Saved entries -
#####

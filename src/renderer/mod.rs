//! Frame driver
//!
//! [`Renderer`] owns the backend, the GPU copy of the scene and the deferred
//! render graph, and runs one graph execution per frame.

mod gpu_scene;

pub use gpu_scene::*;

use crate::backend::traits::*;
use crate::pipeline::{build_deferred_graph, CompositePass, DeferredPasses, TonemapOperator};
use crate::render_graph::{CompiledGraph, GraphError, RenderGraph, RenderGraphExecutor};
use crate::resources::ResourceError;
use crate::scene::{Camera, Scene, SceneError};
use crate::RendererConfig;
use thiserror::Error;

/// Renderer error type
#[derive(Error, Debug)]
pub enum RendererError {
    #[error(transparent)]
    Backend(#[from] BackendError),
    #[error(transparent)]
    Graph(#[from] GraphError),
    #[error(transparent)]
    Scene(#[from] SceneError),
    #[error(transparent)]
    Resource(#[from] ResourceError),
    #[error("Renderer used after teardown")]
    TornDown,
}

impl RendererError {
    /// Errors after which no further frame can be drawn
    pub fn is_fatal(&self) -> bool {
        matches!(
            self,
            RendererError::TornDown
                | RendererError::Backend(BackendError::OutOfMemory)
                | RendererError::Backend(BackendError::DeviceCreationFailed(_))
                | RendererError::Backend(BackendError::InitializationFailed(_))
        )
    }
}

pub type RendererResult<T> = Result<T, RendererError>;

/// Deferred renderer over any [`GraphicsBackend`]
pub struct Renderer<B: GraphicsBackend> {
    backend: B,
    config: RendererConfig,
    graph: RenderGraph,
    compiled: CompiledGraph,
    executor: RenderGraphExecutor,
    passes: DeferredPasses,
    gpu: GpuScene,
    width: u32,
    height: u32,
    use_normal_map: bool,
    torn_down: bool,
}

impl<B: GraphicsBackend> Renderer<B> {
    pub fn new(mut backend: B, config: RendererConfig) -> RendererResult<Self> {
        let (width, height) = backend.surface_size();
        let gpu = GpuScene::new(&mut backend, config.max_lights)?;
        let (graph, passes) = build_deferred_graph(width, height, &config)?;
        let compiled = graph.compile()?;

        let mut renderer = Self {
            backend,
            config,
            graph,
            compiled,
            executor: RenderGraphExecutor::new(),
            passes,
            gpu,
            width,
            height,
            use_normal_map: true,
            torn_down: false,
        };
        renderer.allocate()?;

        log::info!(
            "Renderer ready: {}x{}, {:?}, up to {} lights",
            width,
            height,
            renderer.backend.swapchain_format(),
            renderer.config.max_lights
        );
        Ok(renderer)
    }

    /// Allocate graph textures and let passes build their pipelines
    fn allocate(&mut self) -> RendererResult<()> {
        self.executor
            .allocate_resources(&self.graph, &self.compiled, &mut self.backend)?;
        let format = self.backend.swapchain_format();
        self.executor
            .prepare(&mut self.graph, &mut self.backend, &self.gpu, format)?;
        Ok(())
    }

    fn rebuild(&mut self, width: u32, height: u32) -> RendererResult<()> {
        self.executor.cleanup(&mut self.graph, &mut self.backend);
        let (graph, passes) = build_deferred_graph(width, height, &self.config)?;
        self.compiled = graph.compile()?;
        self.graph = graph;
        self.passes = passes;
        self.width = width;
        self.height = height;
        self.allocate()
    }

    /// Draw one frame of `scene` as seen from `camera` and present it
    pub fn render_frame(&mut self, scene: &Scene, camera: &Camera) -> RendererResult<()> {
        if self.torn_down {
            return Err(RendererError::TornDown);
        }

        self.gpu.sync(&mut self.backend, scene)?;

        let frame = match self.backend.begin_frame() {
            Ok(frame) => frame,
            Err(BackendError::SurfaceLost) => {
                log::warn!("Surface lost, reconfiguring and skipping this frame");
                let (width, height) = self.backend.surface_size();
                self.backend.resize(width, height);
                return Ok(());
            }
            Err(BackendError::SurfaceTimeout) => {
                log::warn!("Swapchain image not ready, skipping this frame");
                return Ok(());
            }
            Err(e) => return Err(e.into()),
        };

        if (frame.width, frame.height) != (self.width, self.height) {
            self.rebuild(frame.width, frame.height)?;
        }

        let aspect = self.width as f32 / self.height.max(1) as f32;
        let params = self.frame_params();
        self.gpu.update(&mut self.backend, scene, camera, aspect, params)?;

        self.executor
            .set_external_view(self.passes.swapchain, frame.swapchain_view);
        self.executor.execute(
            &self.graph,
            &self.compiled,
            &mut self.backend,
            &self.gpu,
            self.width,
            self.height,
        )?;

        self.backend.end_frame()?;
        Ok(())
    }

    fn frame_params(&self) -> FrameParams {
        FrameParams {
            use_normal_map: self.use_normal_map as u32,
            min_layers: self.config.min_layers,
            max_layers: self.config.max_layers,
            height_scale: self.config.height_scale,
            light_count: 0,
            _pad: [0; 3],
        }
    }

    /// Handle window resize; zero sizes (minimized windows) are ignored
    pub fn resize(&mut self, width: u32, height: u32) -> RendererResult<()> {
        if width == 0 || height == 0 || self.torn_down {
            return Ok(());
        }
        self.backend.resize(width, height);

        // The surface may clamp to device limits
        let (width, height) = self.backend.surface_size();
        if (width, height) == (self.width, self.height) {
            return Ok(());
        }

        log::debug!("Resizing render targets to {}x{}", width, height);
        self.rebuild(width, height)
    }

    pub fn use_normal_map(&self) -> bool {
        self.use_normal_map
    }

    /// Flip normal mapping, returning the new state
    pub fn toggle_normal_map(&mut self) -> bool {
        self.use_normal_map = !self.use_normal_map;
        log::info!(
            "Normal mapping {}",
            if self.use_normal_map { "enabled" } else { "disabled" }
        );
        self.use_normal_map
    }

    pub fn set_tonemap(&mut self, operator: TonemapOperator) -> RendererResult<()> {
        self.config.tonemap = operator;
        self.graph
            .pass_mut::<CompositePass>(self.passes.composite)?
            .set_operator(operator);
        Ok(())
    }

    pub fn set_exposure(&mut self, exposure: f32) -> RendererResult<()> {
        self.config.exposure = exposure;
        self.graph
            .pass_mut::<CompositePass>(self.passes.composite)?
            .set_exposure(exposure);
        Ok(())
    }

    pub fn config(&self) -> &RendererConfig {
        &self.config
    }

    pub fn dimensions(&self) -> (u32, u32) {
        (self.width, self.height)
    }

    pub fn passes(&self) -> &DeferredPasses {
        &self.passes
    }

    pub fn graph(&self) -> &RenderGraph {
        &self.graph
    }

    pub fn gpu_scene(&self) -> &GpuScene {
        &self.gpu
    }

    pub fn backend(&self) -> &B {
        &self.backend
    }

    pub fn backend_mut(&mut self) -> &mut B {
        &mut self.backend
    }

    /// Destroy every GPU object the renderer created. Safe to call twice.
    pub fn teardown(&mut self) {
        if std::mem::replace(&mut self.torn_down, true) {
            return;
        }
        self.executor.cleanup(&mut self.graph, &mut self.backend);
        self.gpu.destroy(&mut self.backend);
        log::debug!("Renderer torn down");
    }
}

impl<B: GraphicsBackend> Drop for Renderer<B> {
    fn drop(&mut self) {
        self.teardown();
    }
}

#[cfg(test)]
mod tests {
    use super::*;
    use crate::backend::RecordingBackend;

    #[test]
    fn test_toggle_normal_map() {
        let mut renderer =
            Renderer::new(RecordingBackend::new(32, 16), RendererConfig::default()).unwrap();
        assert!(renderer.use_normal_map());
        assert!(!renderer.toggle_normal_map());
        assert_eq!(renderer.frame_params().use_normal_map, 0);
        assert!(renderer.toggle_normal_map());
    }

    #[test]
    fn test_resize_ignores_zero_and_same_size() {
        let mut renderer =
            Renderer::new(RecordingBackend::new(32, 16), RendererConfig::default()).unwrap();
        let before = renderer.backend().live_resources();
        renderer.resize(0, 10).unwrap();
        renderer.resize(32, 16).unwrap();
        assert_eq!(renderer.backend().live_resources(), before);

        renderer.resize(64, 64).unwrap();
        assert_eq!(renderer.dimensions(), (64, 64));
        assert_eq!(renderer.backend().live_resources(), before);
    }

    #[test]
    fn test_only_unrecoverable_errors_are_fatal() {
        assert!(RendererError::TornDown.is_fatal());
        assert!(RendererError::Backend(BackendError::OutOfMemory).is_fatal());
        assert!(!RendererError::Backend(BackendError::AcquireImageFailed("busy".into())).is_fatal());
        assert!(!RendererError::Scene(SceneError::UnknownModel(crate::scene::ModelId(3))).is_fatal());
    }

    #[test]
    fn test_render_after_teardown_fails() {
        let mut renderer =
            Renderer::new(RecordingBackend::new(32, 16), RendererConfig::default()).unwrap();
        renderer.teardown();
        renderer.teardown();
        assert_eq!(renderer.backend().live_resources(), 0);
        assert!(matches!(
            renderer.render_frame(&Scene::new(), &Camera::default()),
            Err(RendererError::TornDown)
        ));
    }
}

#####

DIRECTIONS -
Among the entries, how many lines include the word "mapping"? Give only the number.

ANSWER BELOW -
2